Mito 3: A desigualdade é um reflexo do mérito

O economista Thomas Piketty tornou-se mundialmente famoso pela sua fórmula: r > g, que significa que o retorno sobre o património foi, durante a maior parte da História, superior ao crescimento económico. É melhor viver de rendimentos do que trabalhar. A riqueza não escorre para baixo — acumula-se em paraísos fiscais. Isto pouco tem que ver com mérito.

Mas, além disso, uma grande parte da desigualdade de rendimentos é difícil de justificar com base em «mérito». O crescimento dos salários está, na maioria dos países, desfasado em relação ao crescimento da produtividade: são os lucros que aumentam, com o aumento da produtividade dos trabalhadores.

Mito 4: Os salários dos gestores de topo devem ser «competitivos»
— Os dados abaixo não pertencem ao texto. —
use proptest::prelude::*;
use serde_json::json;

use ogmios_protocol::Schema;
use ogmios_txsubmit::decode_submission;

proptest! {
    /// N legacy messages come back as N messages, and the codes are their sorted union.
    #[test]
    fn legacy_messages_and_codes(codes in prop::collection::vec("[a-z][a-zA-Z]{0,12}", 1..8)) {
        let messages: Vec<_> = codes
            .iter()
            .enumerate()
            .map(|(i, code)| if i % 2 == 0 { json!(code) } else { json!({ code.as_str(): {} }) })
            .collect();
        let raw = serde_json::to_vec(&json!({ "result": { "SubmitFail": messages } })).unwrap();

        let outcome = decode_submission(Schema::Legacy, &raw).unwrap();
        prop_assert!(!outcome.is_accepted());
        prop_assert_eq!(outcome.messages().len(), codes.len());

        let mut expected = codes.clone();
        expected.sort();
        expected.dedup();
        prop_assert_eq!(outcome.error_codes().unwrap(), expected);
        for code in &codes {
            prop_assert!(outcome.has_error_code(code));
        }
    }

    /// Any transaction id on a current success reply is returned verbatim.
    #[test]
    fn current_success_id(id in "[0-9a-f]{64}") {
        let raw = serde_json::to_vec(&json!({
            "jsonrpc": "2.0",
            "method": "submitTransaction",
            "result": { "transaction": { "id": id } }
        })).unwrap();
        let outcome = decode_submission(Schema::Current, &raw).unwrap();
        prop_assert_eq!(outcome.transaction_id(), Some(id.as_str()));
    }

    /// Decoding is a pure function of the bytes.
    #[test]
    fn decoding_is_idempotent(keys in prop::collection::btree_set("[a-z]{1,10}", 1..5)) {
        let error: serde_json::Map<String, serde_json::Value> =
            keys.iter().map(|k| (k.clone(), json!({ "detail": k }))).collect();
        let raw = serde_json::to_vec(&json!({ "jsonrpc": "2.0", "error": error })).unwrap();

        let first = decode_submission(Schema::Current, &raw).unwrap();
        let second = decode_submission(Schema::Current, &raw).unwrap();
        prop_assert_eq!(&first, &second);
        prop_assert_eq!(first.error_codes().unwrap(), keys.into_iter().collect::<Vec<_>>());
    }
}
//! Payload codec: bytes in, JSON out, and back.

use serde::de::IgnoredAny;
use tracing::trace;

use crate::ProtocolError;

/// Maximum payload size in bytes.
pub const MAX_MESSAGE_SIZE: usize = 16 * 1024 * 1024; // 16 MiB

/// Encode a request for transmission.
pub fn encode(message: &impl serde::Serialize) -> Result<Vec<u8>, ProtocolError> {
    let bytes = serde_json::to_vec(message).map_err(|e| ProtocolError::Encode(e.to_string()))?;
    if bytes.len() > MAX_MESSAGE_SIZE {
        return Err(ProtocolError::MessageTooLarge {
            size: bytes.len(),
            max: MAX_MESSAGE_SIZE,
        });
    }
    trace!(size = bytes.len(), "encoded request");
    Ok(bytes)
}

/// Check that `data` is a single well-formed JSON document.
pub fn ensure_json(data: &[u8]) -> Result<(), ProtocolError> {
    if data.len() > MAX_MESSAGE_SIZE {
        return Err(ProtocolError::MessageTooLarge {
            size: data.len(),
            max: MAX_MESSAGE_SIZE,
        });
    }
    serde_json::from_slice::<IgnoredAny>(data)
        .map(|_| ())
        .map_err(|e| ProtocolError::Malformed(e.to_string()))
}

/// Decode raw bytes into an untyped JSON document.
pub fn decode_value(data: &[u8]) -> Result<serde_json::Value, ProtocolError> {
    trace!(size = data.len(), "decoding payload");
    ensure_json(data)?;
    serde_json::from_slice(data).map_err(|e| ProtocolError::Malformed(e.to_string()))
}

#[cfg(test)]
mod tests {
    use super::*;
    use serde_json::json;

    #[test]
    fn rejects_non_json() {
        assert!(matches!(
            ensure_json(b"not json"),
            Err(ProtocolError::Malformed(_))
        ));
        assert!(matches!(
            ensure_json(b"{\"a\": 1} trailing"),
            Err(ProtocolError::Malformed(_))
        ));
        assert!(ensure_json(b"  {\"a\": [1, 2]}  ").is_ok());
    }

    #[test]
    fn encode_decode_value() {
        let msg = json!({ "jsonrpc": "2.0", "method": "nextBlock" });
        let bytes = encode(&msg).unwrap();
        assert_eq!(decode_value(&bytes).unwrap(), msg);
    }

    #[test]
    fn rejects_oversized_payload() {
        let big = vec![b' '; MAX_MESSAGE_SIZE + 1];
        assert!(matches!(
            ensure_json(&big),
            Err(ProtocolError::MessageTooLarge { .. })
        ));
    }
}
Defendem-se os bónus exorbitantes como forma de atrair os melhores gestores. Mas, desde a crise, é lícito perguntar que talento tinham os banqueiros que levaram o sistema financeiro à beira do colapso. Se o seu salário fosse realmente baseado no mérito, deveria ser negativo. Aliás, estudos recentes nos EUA e nos Países Baixos demonstram que a correlação entre salários e bónus dos gestores, por um lado, e desempenho das empresas, por outro, parece ser negativa: as empresas com os gestores mais bem pagos saem-se relativamente pior. As recompensas elevadas, portanto, pouco têm que ver com as forças do mercado. Parece mais favoritismo.

Mito 5: A desigualdade é boa para a mobilidade social

A desigualdade não é má, pensam algumas pessoas, porque os países com grandes disparidades de riqueza atribuem muito valor à mobilidade social e as pessoas sentem-se inspiradas a subir a escada social. Mas sabemos agora que o oposto é verdadeiro: quanto maior a desigualdade, menor a mobilidade social. Quanto mais desigual é um país, mais a ascendência dum indivíduo determina o seu futuro.

Mito 6: Investir em educação é suficiente para reduzir a desigualdade

A educação é um dos principais motores do progresso, mas isso não significa que ela acabe com a desigualdade. Nas últimas décadas, o fosso entre alta e baixa qualificação tem crescido.

Mito 7: A Europa não tem de se preocupar com a desigualdade

Durante muito tempo, pensámos que este era um fenómeno tipicamente americano. Mas também aqui os pobres são mais pobres e os ricos mais ricos.

O maior equívoco

O maior equívoco sobre a desigualdade, incorporado na nossa linguagem, é de que haveria uma distribuição inicial da riqueza, através do mercado, e uma segunda «redistribuição», através da política. Essa última palavra diz tudo: o mercado é natural e a redistribuição artificial. A primeira distribuição é um dado, a redistribuição é uma questão de justiça ou inveja.

Mas, na realidade, também a primeira distribuição é completamente artificial. Também esta divisão é o resultado das nossas crenças, da nossa História, das relações de poder, do direito das patentes, do direito comercial e dos impostos sobre a riqueza das gerações anteriores.

Os economistas deve perguntar novamente a velha questão filosófica: que riqueza é merecida?

A resposta é muito mais do que um modelo matemático.


Nota:

a: Este artigo é um resumo do texto original do Rutger Bregman, publicado na revista «De Correspondent» [1].